Recently, there has been a lot of “noise” discussing alternative pathways in the pursuit of hospital surgical privileging and a movement to make other board certifications, other than ABFAS, acceptable as a means of surgical competency. One may ask, why such a movement would exist? While the answers to that question may in fact be a chameleon riddled with controversy and conflicts of interest, the crux of the issue, like many controversial battles (i.e. scope of practice battles between similar specialties), doesn’t lie in the altruistic words of “public safety,” but in economics and market share. Our patients and our members deserve more than petty fights over market share and finances. Our patients deserve to have confidence in the recognized qualification of their chosen surgeon and our members deserve to be recognized as the experts in foot and ankle surgery.
ABFAS has set forth a standardized process in which the board-certified foot and ankle surgeon possesses the surgical knowledge and skills required to effect appropriate patient outcomes. This heavily scrutinized process promotes patient confidence, allows for hospitals to understand and recognize competencies for privileging and provides the opportunity to highlight the surgical expertise of our profession for insurers. It is my belief that the proponents of any other alternative pathway is poised to “turn back the clock” on a profession and a sub-specialty after years of marching towards parity.
These aren’t just my musings but are in fact the backbone of ACFAS. In 1938, chiropody/podiatry as primarily focused on topical medicine, biomechanics, and other non-surgical treatments, but William J. Stickel, the then-executive secretary of the National Association of Chiropodists, called for the creation of a “qualifying surgical organization” to create measurable standards of competency for hospital privileging in foot surgery. Four years later, ACFAS was founded to do just that … and (long story short) in 1963 when ABFAS was created and picked up the baton it has been the surgical specialty that transformed this profession – to a point where 47 states now have ankle in their scope of practice acts, DPMs are fully integrated into hospitals, and professional parity is a reality. Additional proof are the many state statutes and hospital credentialing rules specifically mentioning ABFAS surgical certification. To believe otherwise is a false alternative.

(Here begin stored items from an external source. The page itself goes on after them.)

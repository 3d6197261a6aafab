//! 应用配置管理
//!
//! 提供配置的加载、保存、更新功能，使用全局单例模式管理配置状态。
//! API 密钥和首选模型可以通过环境变量覆盖文件配置。

use once_cell::sync::Lazy;
use parking_lot::RwLock;
use serde::{Deserialize, Serialize};
use std::fs;
use std::path::PathBuf;

use crate::error::AppError;

/// 获取配置文件路径
fn get_config_path() -> PathBuf {
    // 配置文件位于可执行文件同级目录
    std::env::current_exe()
        .ok()
        .and_then(|p| p.parent().map(|p| p.to_path_buf()))
        .unwrap_or_else(|| PathBuf::from("."))
        .join("config.json")
}

/// 应用配置结构体
#[derive(Debug, Clone, Serialize, Deserialize)]
pub struct AppConfig {
    /// 生成式 API 密钥
    #[serde(default)]
    pub api_key: String,

    /// 生成式 API 基础 URL
    #[serde(default = "default_base_url")]
    pub base_url: String,

    /// 首选模型名称（为空表示无偏好，直接使用内置候选列表）
    #[serde(default)]
    pub model: String,

    /// 限流重试次数（首次调用之外的额外尝试）
    #[serde(default = "default_max_retries")]
    pub max_retries: u32,

    /// 退避起始间隔（毫秒），每次重试翻倍
    #[serde(default = "default_backoff_base_ms")]
    pub backoff_base_ms: u64,
}

fn default_base_url() -> String {
    "https://generativelanguage.googleapis.com".to_string()
}

fn default_max_retries() -> u32 {
    3
}

fn default_backoff_base_ms() -> u64 {
    800
}

impl Default for AppConfig {
    fn default() -> Self {
        Self {
            api_key: String::new(),
            base_url: default_base_url(),
            model: String::new(),
            max_retries: default_max_retries(),
            backoff_base_ms: default_backoff_base_ms(),
        }
    }
}

impl AppConfig {
    /// 首选模型，空字符串视为未配置
    pub fn preferred_model(&self) -> Option<&str> {
        let model = self.model.trim();
        if model.is_empty() {
            None
        } else {
            Some(model)
        }
    }
}

/// 全局配置单例
static CONFIG: Lazy<RwLock<AppConfig>> = Lazy::new(|| {
    let mut config = load_config_from_file().unwrap_or_default();
    apply_env_overrides(&mut config);
    RwLock::new(config)
});

/// 从文件加载配置
fn load_config_from_file() -> Option<AppConfig> {
    let path = get_config_path();
    if path.exists() {
        let content = fs::read_to_string(&path).ok()?;
        serde_json::from_str(&content).ok()
    } else {
        None
    }
}

/// 应用环境变量覆盖（部署时通过 secret 注入）
fn apply_env_overrides(config: &mut AppConfig) {
    if let Ok(key) = std::env::var("GEMINI_API_KEY") {
        if !key.trim().is_empty() {
            config.api_key = key.trim().to_string();
        }
    }
    if let Ok(model) = std::env::var("GEMINI_MODEL") {
        if !model.trim().is_empty() {
            config.model = model.trim().to_string();
        }
    }
}

/// 保存配置到文件
fn save_config_to_file(config: &AppConfig) -> Result<(), AppError> {
    let path = get_config_path();
    let content = serde_json::to_string_pretty(config)
        .map_err(|e| AppError::Config(format!("序列化配置失败: {}", e)))?;
    fs::write(&path, content)
        .map_err(|e| AppError::Config(format!("写入配置文件失败: {}", e)))?;
    Ok(())
}

/// 获取当前配置（克隆）
pub fn get_config() -> AppConfig {
    CONFIG.read().clone()
}

/// 更新配置
///
/// 接收一个闭包来修改配置，修改后自动保存到文件
pub fn update_config<F>(updater: F) -> Result<AppConfig, AppError>
where
    F: FnOnce(&mut AppConfig),
{
    let mut config = CONFIG.write();
    updater(&mut config);
    save_config_to_file(&config)?;
    Ok(config.clone())
}
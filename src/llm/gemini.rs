//! Gemini API 调用
//!
//! generateContent 文本生成与模型列表两个端点。密钥通过请求头传递，
//! 不进入 URL，避免泄漏到访问日志或错误信息。

use reqwest::Client;
use serde::Serialize;
use serde_json::{json, Value};
use tracing::{debug, error};

use super::format::{build_generate_endpoint, build_models_endpoint};
use super::types::{LlmError, UpstreamReply};

/// API 密钥请求头
const API_KEY_HEADER: &str = "x-goog-api-key";

/// generateContent 请求载荷
#[derive(Serialize)]
struct GenerateRequest {
    contents: Vec<RequestContent>,
}

#[derive(Serialize)]
struct RequestContent {
    parts: Vec<RequestPart>,
}

#[derive(Serialize)]
struct RequestPart {
    text: String,
}

impl GenerateRequest {
    /// 单条用户文本包装为 contents 结构
    fn from_prompt(prompt: &str) -> Self {
        Self {
            contents: vec![RequestContent {
                parts: vec![RequestPart {
                    text: prompt.to_string(),
                }],
            }],
        }
    }
}

/// Gemini API 客户端
///
/// 持有共享的连接池，本身无状态，可按请求创建
pub struct GeminiClient {
    client: Client,
    api_key: String,
    base_url: String,
}

impl GeminiClient {
    /// 创建新的客户端
    pub fn new(
        client: Client,
        api_key: impl Into<String>,
        base_url: impl Into<String>,
    ) -> Result<Self, LlmError> {
        let api_key = api_key.into();
        if api_key.is_empty() {
            return Err(LlmError::ConfigError("API Key is required".to_string()));
        }

        Ok(Self {
            client,
            api_key,
            base_url: base_url.into(),
        })
    }

    /// 调用 generateContent
    ///
    /// 任何状态码都作为 UpstreamReply 返回，只有传输层失败才是 Err
    pub async fn generate(&self, model: &str, prompt: &str) -> Result<UpstreamReply, LlmError> {
        let endpoint = build_generate_endpoint(&self.base_url, model);
        debug!("Gemini request: model={}, prompt_len={}", model, prompt.len());

        let response = self
            .client
            .post(&endpoint)
            .header(API_KEY_HEADER, &self.api_key)
            .header("Content-Type", "application/json")
            .json(&GenerateRequest::from_prompt(prompt))
            .send()
            .await?;

        Self::into_reply(response).await
    }

    /// 列出当前凭据可用的模型
    pub async fn list_models(&self) -> Result<UpstreamReply, LlmError> {
        let endpoint = build_models_endpoint(&self.base_url);
        debug!("Gemini model list request");

        let response = self
            .client
            .get(&endpoint)
            .header(API_KEY_HEADER, &self.api_key)
            .send()
            .await?;

        Self::into_reply(response).await
    }

    /// 读取响应体并宽松解析
    async fn into_reply(response: reqwest::Response) -> Result<UpstreamReply, LlmError> {
        let status = response.status().as_u16();
        let text = response.text().await?;

        if !(200..300).contains(&status) {
            let preview: String = text.chars().take(500).collect();
            error!("Gemini API error: status={}, body={}", status, preview);
        }

        Ok(UpstreamReply {
            status,
            body: parse_body(&text),
        })
    }
}

/// 宽松解析响应体
///
/// 上游偶尔返回非 JSON 的错误页，原文包装为 {"raw": ...} 保留给调用方
fn parse_body(text: &str) -> Value {
    serde_json::from_str(text).unwrap_or_else(|_| json!({ "raw": text }))
}

#[cfg(test)]
mod tests {
    use super::*;

    #[test]
    fn test_parse_body_valid_json() {
        let body = parse_body(r#"{"candidates": []}"#);
        assert!(body.get("candidates").is_some());
    }

    #[test]
    fn test_parse_body_wraps_invalid_json() {
        let body = parse_body("<html>502 Bad Gateway</html>");
        assert_eq!(
            body.get("raw").and_then(Value::as_str),
            Some("<html>502 Bad Gateway</html>")
        );
    }

    #[test]
    fn test_new_rejects_empty_key() {
        let result = GeminiClient::new(Client::new(), "", "https://example.com");
        assert!(matches!(result, Err(LlmError::ConfigError(_))));
    }

    #[test]
    fn test_generate_request_shape() {
        let payload = serde_json::to_value(GenerateRequest::from_prompt("hello")).unwrap();
        assert_eq!(payload["contents"][0]["parts"][0]["text"], "hello");
    }
}
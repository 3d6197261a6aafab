//! 应用状态管理
//!
//! 定义在请求处理器之间共享的状态。共享内容只有一个带连接池的
//! HTTP 客户端，请求之间没有可变状态。

use reqwest::Client;
use std::sync::Arc;
use std::time::Duration;

/// 应用共享状态
///
/// 使用 Arc 包裹以便在多个处理器之间安全共享
#[derive(Clone)]
pub struct AppState {
    /// 出站 HTTP 客户端（所有上游调用复用同一个连接池）
    pub http: Client,
}

impl AppState {
    /// 创建新的应用状态
    ///
    /// 显式设置超时，避免上游挂起时请求无限等待
    pub fn new() -> Self {
        // build 仅在 TLS 后端初始化失败时出错，属于启动期致命问题
        let http = Client::builder()
            .timeout(Duration::from_secs(30))
            .connect_timeout(Duration::from_secs(10))
            .pool_max_idle_per_host(5)
            .build()
            .expect("Failed to build HTTP client");

        Self { http }
    }
}

impl Default for AppState {
    fn default() -> Self {
        Self::new()
    }
}

/// 创建可共享的应用状态
pub fn create_shared_state() -> Arc<AppState> {
    Arc::new(AppState::new())
}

Standardization of the education and training of podiatric surgeons has been instrumental in earning credibility towards parity with allopathic and osteopathic colleagues. The now uniform three-year post-graduate training curriculum ensures that all podiatric surgeons have been exposed to a comprehensive educational program, providing a strong foundation for further advanced training. However, not all residents will be, want to be, or should be surgeons—and those physicians have the option to pursue a separate certification process and an ability to have a very successful practice without ever stepping into an OR. There are equivalent examples in the allopathic/osteopathic medical world and successful contemporaries in the 20+ (all DPM) practice group that I belong.
ABFAS certification and qualification is codified and is the legally recognized standard for lower extremity surgical competency in state statutes, hospital regulations, and public awareness. It has been the solution to many state ankle scope battles. Any dilution of our competency would add more fuel to the complaint that our profession’s surgical certifications are confusing and would be irresponsible to the progress of our profession.

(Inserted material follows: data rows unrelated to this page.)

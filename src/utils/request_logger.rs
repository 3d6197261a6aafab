//! 生成请求日志记录器
//!
//! 记录每次评语生成请求到 JSONL 文件，便于调试和分析。
//! 日志只保留脱敏后的密钥，不记录学生数据本身。

use chrono::{DateTime, Utc};
use parking_lot::Mutex;
use serde::{Deserialize, Serialize};
use std::fs::{self, File, OpenOptions};
use std::io::{BufRead, BufReader, Write};
use std::path::PathBuf;
use uuid::Uuid;

/// 请求日志条目
#[derive(Debug, Clone, Serialize, Deserialize)]
pub struct LogEntry {
    /// 请求 ID
    pub request_id: String,
    /// 时间戳
    pub timestamp: DateTime<Utc>,
    /// API 密钥（脱敏）
    pub api_key_masked: String,
    /// 本次请求的候选模型列表
    pub candidates: Vec<String>,
    /// Prompt 长度
    pub prompt_length: usize,
    /// 状态
    pub status: String,
    /// 实际成功的模型
    #[serde(skip_serializing_if = "Option::is_none")]
    pub model_used: Option<String>,
    /// 持续时间（毫秒）
    #[serde(skip_serializing_if = "Option::is_none")]
    pub duration_ms: Option<u64>,
    /// 生成评语长度
    #[serde(skip_serializing_if = "Option::is_none")]
    pub comment_length: Option<usize>,
    /// 错误信息
    #[serde(skip_serializing_if = "Option::is_none")]
    pub error_message: Option<String>,
    /// 上游 HTTP 状态码
    #[serde(skip_serializing_if = "Option::is_none")]
    pub status_code: Option<u16>,
}

/// 请求日志记录器
pub struct RequestLogger {
    log_path: PathBuf,
    max_entries: usize,
    file: Mutex<Option<File>>,
}

impl RequestLogger {
    /// 创建新的日志记录器
    pub fn new(log_dir: Option<PathBuf>) -> Self {
        let log_dir = log_dir.unwrap_or_else(|| {
            std::env::current_exe()
                .ok()
                .and_then(|p| p.parent().map(|p| p.to_path_buf()))
                .unwrap_or_else(|| PathBuf::from("."))
                .join("storage")
        });

        // 确保目录存在
        let _ = fs::create_dir_all(&log_dir);

        let log_path = log_dir.join("comment_requests.jsonl");

        Self {
            log_path,
            max_entries: 1000,
            file: Mutex::new(None),
        }
    }

    /// 生成请求 ID
    pub fn generate_request_id() -> String {
        Uuid::new_v4().to_string()[..8].to_string()
    }

    /// API 密钥脱敏
    pub fn mask_api_key(api_key: &str) -> String {
        if api_key.len() <= 8 {
            "*".repeat(api_key.len())
        } else {
            format!("{}...{}", &api_key[..4], &api_key[api_key.len() - 4..])
        }
    }

    /// 创建初始日志条目
    pub fn begin_entry(
        request_id: &str,
        api_key_masked: &str,
        candidates: &[String],
        prompt_length: usize,
    ) -> LogEntry {
        LogEntry {
            request_id: request_id.to_string(),
            timestamp: Utc::now(),
            api_key_masked: api_key_masked.to_string(),
            candidates: candidates.to_vec(),
            prompt_length,
            status: "pending".to_string(),
            model_used: None,
            duration_ms: None,
            comment_length: None,
            error_message: None,
            status_code: None,
        }
    }

    /// 记录成功
    pub fn log_success(
        &self,
        mut entry: LogEntry,
        start_time: std::time::Instant,
        model_used: &str,
        comment_length: usize,
    ) {
        entry.status = "success".to_string();
        entry.duration_ms = Some(start_time.elapsed().as_millis() as u64);
        entry.model_used = Some(model_used.to_string());
        entry.comment_length = Some(comment_length);
        self.write_entry(&entry);
    }

    /// 记录错误
    pub fn log_error(
        &self,
        mut entry: LogEntry,
        start_time: std::time::Instant,
        error_message: &str,
        status_code: Option<u16>,
    ) {
        entry.status = "error".to_string();
        entry.duration_ms = Some(start_time.elapsed().as_millis() as u64);
        entry.error_message = Some(Self::truncate(error_message, 500));
        entry.status_code = status_code;
        self.write_entry(&entry);
    }

    /// 截断字符串
    fn truncate(s: &str, max_len: usize) -> String {
        if s.chars().count() <= max_len {
            s.to_string()
        } else {
            format!("{}...", s.chars().take(max_len).collect::<String>())
        }
    }

    /// 写入日志条目
    fn write_entry(&self, entry: &LogEntry) {
        let mut file_guard = self.file.lock();

        // 懒加载文件
        if file_guard.is_none() {
            if let Ok(f) = OpenOptions::new()
                .create(true)
                .append(true)
                .open(&self.log_path)
            {
                *file_guard = Some(f);
            }
        }

        if let Some(file) = file_guard.as_mut() {
            if let Ok(json) = serde_json::to_string(entry) {
                let _ = writeln!(file, "{}", json);
                let _ = file.flush();
            }
        }

        drop(file_guard);
        self.cleanup_if_needed();
    }

    /// 清理旧日志
    fn cleanup_if_needed(&self) {
        if let Ok(file) = File::open(&self.log_path) {
            let reader = BufReader::new(file);
            let lines: Vec<String> = reader.lines().filter_map(|l| l.ok()).collect();

            if lines.len() > self.max_entries {
                let keep_lines = &lines[lines.len() - self.max_entries..];
                if let Ok(mut file) = File::create(&self.log_path) {
                    for line in keep_lines {
                        let _ = writeln!(file, "{}", line);
                    }
                }
            }
        }
    }
}

impl Default for RequestLogger {
    fn default() -> Self {
        Self::new(None)
    }
}

#[cfg(test)]
mod tests {
    use super::*;

    #[test]
    fn test_mask_api_key() {
        assert_eq!(RequestLogger::mask_api_key("short"), "*****");
        assert_eq!(
            RequestLogger::mask_api_key("AIzaSyA1234567890abcd"),
            "AIza...abcd"
        );
    }

    #[test]
    fn test_begin_entry_is_pending() {
        let entry = RequestLogger::begin_entry("req-1", "AIza...abcd", &["m".to_string()], 42);
        assert_eq!(entry.status, "pending");
        assert_eq!(entry.prompt_length, 42);
        assert!(entry.model_used.is_none());
    }
}
//! 数据模型模块

mod api;

pub use api::{CommentRequest, CommentResponse, ModelListResponse};
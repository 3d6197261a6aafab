//! LLM 类型定义

use serde_json::Value;

/// 内置候选模型，按优先级排列
///
/// 首选模型（若配置）排在这些之前
pub const FALLBACK_MODELS: &[&str] = &[
    "gemini-2.0-flash",
    "gemini-2.0-flash-lite",
    "gemini-1.5-flash",
];

/// 上游 HTTP 响应
///
/// 状态码加上宽松解析的 JSON 负载，无法解析的原文包装为 {"raw": ...}
#[derive(Debug, Clone)]
pub struct UpstreamReply {
    /// HTTP 状态码
    pub status: u16,
    /// 解析后的响应体
    pub body: Value,
}

impl UpstreamReply {
    /// 是否为 2xx 成功响应
    pub fn is_success(&self) -> bool {
        (200..300).contains(&self.status)
    }
}

/// LLM 错误类型
#[derive(Debug, thiserror::Error)]
pub enum LlmError {
    /// HTTP 请求错误
    #[error("HTTP 请求失败: {0}")]
    HttpError(#[from] reqwest::Error),

    /// 配置错误
    #[error("配置错误: {0}")]
    ConfigError(String),
}

/// 构建候选模型列表
///
/// 首选模型（若有）排在最前，内置候选去重后接续，保持顺序
pub fn build_candidates(preferred: Option<&str>) -> Vec<String> {
    let mut candidates = Vec::with_capacity(FALLBACK_MODELS.len() + 1);
    if let Some(model) = preferred {
        candidates.push(model.to_string());
    }
    for model in FALLBACK_MODELS {
        if !candidates.iter().any(|c| c == model) {
            candidates.push((*model).to_string());
        }
    }
    candidates
}

#[cfg(test)]
mod tests {
    use super::*;
    use serde_json::json;

    #[test]
    fn test_reply_is_success() {
        let ok = UpstreamReply { status: 200, body: json!({}) };
        let rate_limited = UpstreamReply { status: 429, body: json!({}) };
        assert!(ok.is_success());
        assert!(!rate_limited.is_success());
    }

    #[test]
    fn test_build_candidates_without_preference() {
        let candidates = build_candidates(None);
        assert_eq!(candidates.len(), FALLBACK_MODELS.len());
        assert_eq!(candidates[0], "gemini-2.0-flash");
    }

    #[test]
    fn test_build_candidates_prepends_preferred() {
        let candidates = build_candidates(Some("gemini-1.5-pro"));
        assert_eq!(candidates[0], "gemini-1.5-pro");
        assert_eq!(candidates.len(), FALLBACK_MODELS.len() + 1);
    }

    #[test]
    fn test_build_candidates_dedupes_preferred() {
        let candidates = build_candidates(Some("gemini-2.0-flash-lite"));
        assert_eq!(candidates[0], "gemini-2.0-flash-lite");
        // 首选与内置候选重复时不再重复出现
        assert_eq!(candidates.len(), FALLBACK_MODELS.len());
        assert_eq!(
            candidates.iter().filter(|c| *c == "gemini-2.0-flash-lite").count(),
            1
        );
    }
}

Doctors, we have come too far to “turn back the clock.” For 78 years this profession has scraped and fought for recognition, but the 1969 movement to a state-of-the-art surgical certification transformed our specialty. The long-held position of ACFAS is that the credentialing process for granting surgical
privileges be uniformly applied to ALL surgeons seeking privileges, and that those “surgical” privileges should be represented by a standard set of criteria set forth by ABFAS. I am proud to say that ACFAS members are the proven leaders of this standard and continue to change lives every day. We are the voice to quell the noise.